_DATA FOR ANALYSIS_.

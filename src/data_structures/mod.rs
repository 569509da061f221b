//! Data structures for the Scalable Bloom crate.
//!
//! This module contains the probabilistic membership structures. All
//! implementations keep to the project requirements:
//! - No unsafe code
//! - Explicit error types for invalid parameters
//! - Bounded, predictable memory per generation

pub mod scalable_bloom;

// Re-export common data structures
pub use scalable_bloom::{
    BloomFilterError, HashSource, PartitionedBloomFilter, ScalableBloomFilter,
    ScalableBloomFilterConfig,
};
//! Scalable Bloom - command line entrypoint.
//!
//! A thin front end over the library: loads configuration, initializes
//! logging, and runs one subcommand against a scalable Bloom filter.

use clap::{Parser, Subcommand};
use scalable_bloom_lib::config::{AppConfig, ConfigLoader, LogConfig, ENV_PREFIX};
use scalable_bloom_lib::data_structures::ScalableBloomFilter;
use scalable_bloom_lib::error::{AppError, AppResult};
use scalable_bloom_lib::logging::init_logging;
use std::fs::File;
use std::io::{self, BufRead, BufReader, BufWriter, Write};
use std::path::{Path, PathBuf};
use std::process;
use tracing::info;

/// Command line arguments.
#[derive(Parser, Debug)]
#[clap(name = "scalable_bloom", version, author, about)]
struct Args {
    /// Path to configuration file
    #[clap(short, long, value_parser)]
    config: Option<PathBuf>,

    /// Command to execute
    #[clap(subcommand)]
    command: Command,
}

/// Available subcommands.
#[derive(Subcommand, Debug)]
enum Command {
    /// Print each input line the first time it is seen
    Dedup {
        /// Read lines from this file instead of stdin
        #[clap(short, long, value_parser)]
        input: Option<PathBuf>,
    },

    /// Insert synthetic items and print the resulting generations
    Inspect {
        /// Number of items to insert
        #[clap(short = 'n', long, default_value_t = 100_000)]
        items: usize,
    },

    /// Validate the configuration file
    Validate,

    /// Generate a default configuration file
    GenConfig {
        /// Path to output configuration file
        #[clap(short, long, value_parser)]
        output: PathBuf,
    },
}

fn main() {
    let args = Args::parse();

    let config = match ConfigLoader::new(args.config.as_deref(), ENV_PREFIX).load() {
        Ok(config) => config,
        Err(e) => {
            // Logging is not configured yet, fall back to defaults to report
            let _ = init_logging(&LogConfig::default());
            tracing::error!("Configuration error: {}", e);
            process::exit(1);
        }
    };

    if let Err(e) = init_logging(&config.log) {
        eprintln!("{e}");
        process::exit(1);
    }

    if let Err(e) = run(args.command, &config) {
        tracing::error!("{}", e);
        process::exit(1);
    }
}

fn run(command: Command, config: &AppConfig) -> AppResult<()> {
    match command {
        Command::Dedup { input } => match input {
            Some(path) => dedup(BufReader::new(File::open(path)?), config),
            None => dedup(io::stdin().lock(), config),
        },
        Command::Inspect { items } => inspect(items, config),
        Command::Validate => {
            info!("Configuration validated successfully");
            Ok(())
        }
        Command::GenConfig { output } => gen_config(&output),
    }
}

/// Stream `reader` line by line, writing unseen lines to stdout.
fn dedup<R: BufRead>(reader: R, config: &AppConfig) -> AppResult<()> {
    let mut filter = config.filter.to_filter_config().build()?;
    let mut out = BufWriter::new(io::stdout().lock());
    let (mut read, mut written) = (0usize, 0usize);

    for line in reader.lines() {
        let line = line?;
        read += 1;
        if !filter.test_and_add(&line) {
            writeln!(out, "{line}")?;
            written += 1;
        }
    }
    out.flush()?;

    info!(
        lines_read = read,
        lines_written = written,
        generations = filter.generation_count(),
        capacity = filter.capacity(),
        fill_ratio = filter.fill_ratio(),
        "Deduplication finished"
    );
    Ok(())
}

/// Fill a filter with `items` synthetic keys and print a per-generation table.
fn inspect(items: usize, config: &AppConfig) -> AppResult<()> {
    let mut filter = config.filter.to_filter_config().build()?;
    for i in 0..items {
        filter.add(format!("item-{i}"));
    }

    let mut out = io::stdout().lock();
    print_generations(&mut out, &filter)?;
    writeln!(
        out,
        "total: generations={} capacity={} fill_ratio={:.4} items={}",
        filter.generation_count(),
        filter.capacity(),
        filter.fill_ratio(),
        filter.count()
    )?;
    Ok(())
}

fn print_generations<W: Write>(out: &mut W, filter: &ScalableBloomFilter) -> io::Result<()> {
    writeln!(out, "{:>5} {:>12} {:>5} {:>12} {:>10} {:>10}", "gen", "fp", "k", "m", "fill", "items")?;
    for (i, generation) in filter.generations().iter().enumerate() {
        writeln!(
            out,
            "{:>5} {:>12.3e} {:>5} {:>12} {:>10.4} {:>10}",
            i,
            generation.false_positive_rate(),
            generation.k(),
            generation.capacity(),
            generation.fill_ratio(),
            generation.count()
        )?;
    }
    Ok(())
}

fn gen_config(output: &Path) -> AppResult<()> {
    info!("Generating default configuration");

    if let Some(parent) = output.parent() {
        std::fs::create_dir_all(parent)?;
    }

    let toml = toml::to_string_pretty(&AppConfig::default())
        .map_err(|e| AppError::Custom(format!("Failed to serialize config: {e}")))?;
    std::fs::write(output, toml)?;

    info!("Default configuration written to {:?}", output);
    Ok(())
}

_TASK PROMPT_. Everything from the first line of the data through the line holding "for invalid parameters" should be output exactly, and no other lines.

_EXERCISE RESULT_.
filename src/data_structures/mod.rs
repository 569509da061f221b
//! Data structures for the Scalable Bloom crate.
//!
//! This module contains the probabilistic membership structures. All
//! implementations keep to the project requirements:
//! - No unsafe code
//! - Explicit error types for invalid parameters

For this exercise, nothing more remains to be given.